Later, Kamata tried for a top-rope splash but he missed badly and Steamboat went up and nailed a crossbody in retaliation. Youngblood made the tag and they both went crazy on the heels with double team moves like dropkicks and thursts/chops. The finish came when Ricky pressed up Youngblood and dropped him down onto Brower and got the pin. This match was the quickest thirteen minute match I've seen in ages. Fun little gem here.
Samoan #1/Afa w/Capt. Lou Albano v. Bob Backlund w/Arnold Skaaland-WWF Title
Boring match that picked up a little at the end during Bob's comeback. The ref was Billy Caputo. Afa got control early and kept putting on nerve holds to keep Backlund down. Every time Bob would try to power out, he'd get shut down. Vince referred to Afa as a grotesque looking individual. Finally, Bob escaped his last nerve hold with a piledriver but he couldn't keep the samoan down.
Bob came running at Afa but got dumped outside. He got put down by Afa but he finally got to the apron when Afa tried scooping him back in and Backlund reversed it into a pin attempt but to no avail. Both guys then collided in an exchange and Bob missed a subsequent elbow drop. After this, Afa put him in a samoan drop and pinned him but only got a two-count. He tried for a second attempt but Bob got behind him and rolled him up with a bridge for the pin and Bob celebrated. Bob couldn't get a lot going in this match and certainly didn't come close to dominating as he was on the bottom 95% of the time. He didn't have a lot of heat but the fans did cheer for him a little during his hope spots. Afa is my favorite Samoan as he brings his character to life with lots of noises and great facials and he made this match a little better because of all that.
“The Fabulous” Hulk Hogan w/Fred Blassie v. Rene Goulet
Usual squash match with Goulet getting hardly any offense and there was a big size difference between the two competitors. Hogan controlled everything with power moves until a Goulet hope spot with a dropkick. However, Hulk pressed him up and then hit the leg drop for the win. No heat for this match but Hogan did a lot of talking to the ref and his opponent. Did I also mention that I can't stand Hogan pre-Hulkamania?
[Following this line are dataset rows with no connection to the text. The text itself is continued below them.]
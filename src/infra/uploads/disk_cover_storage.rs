// Filesystem storage for cover images.
//
// Files land directly in the upload directory, which the web layer serves
// under `/uploads`.

use crate::core::uploads::{CoverStorage, UploadError};
use async_trait::async_trait;
use std::path::PathBuf;

pub struct DiskCoverStorage {
    root: PathBuf,
}

impl DiskCoverStorage {
    pub fn new(root: impl Into<PathBuf>) -> Self {
        Self { root: root.into() }
    }

    fn path_for(&self, name: &str) -> Result<PathBuf, UploadError> {
        if name.is_empty() || name.contains(['/', '\\']) || name.starts_with('.') {
            return Err(UploadError::StorageError(format!(
                "Refusing to use file name {name:?}"
            )));
        }
        Ok(self.root.join(name))
    }
}

#[async_trait]
impl CoverStorage for DiskCoverStorage {
    async fn save(&self, name: &str, bytes: &[u8]) -> Result<(), UploadError> {
        let path = self.path_for(name)?;

        if tokio::fs::metadata(&self.root).await.is_err() {
            tracing::info!(dir = %self.root.display(), "Creating upload directory");
            tokio::fs::create_dir_all(&self.root)
                .await
                .map_err(|e| UploadError::StorageError(e.to_string()))?;
        }

        tokio::fs::write(&path, bytes)
            .await
            .map_err(|e| UploadError::StorageError(e.to_string()))
    }

    async fn remove(&self, name: &str) -> Result<(), UploadError> {
        let path = self.path_for(name)?;
        tokio::fs::remove_file(&path)
            .await
            .map_err(|e| UploadError::StorageError(e.to_string()))
    }
}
Andre The Giant v. “Big Bad” Bob Duncam
Very short match with Andre controlling most of it and Billy Caputo was ref for a third straight match. Duncam came at Andre hard at first with a running high knee and some chokes but Andre hit a big boot and stopped him. Bob tried again with a knee and then a front face lock but a tried a slam and it cost him dearly. Andre countered with a suplex and then he sat on his chest and pinned him. There was nothing to this match but it was more interesting than the Hogan match at least.
May 19th is the next announced MSG show with a Texas Death Match between IC Champ Ken Patera and WWF Champ Bob Backlund.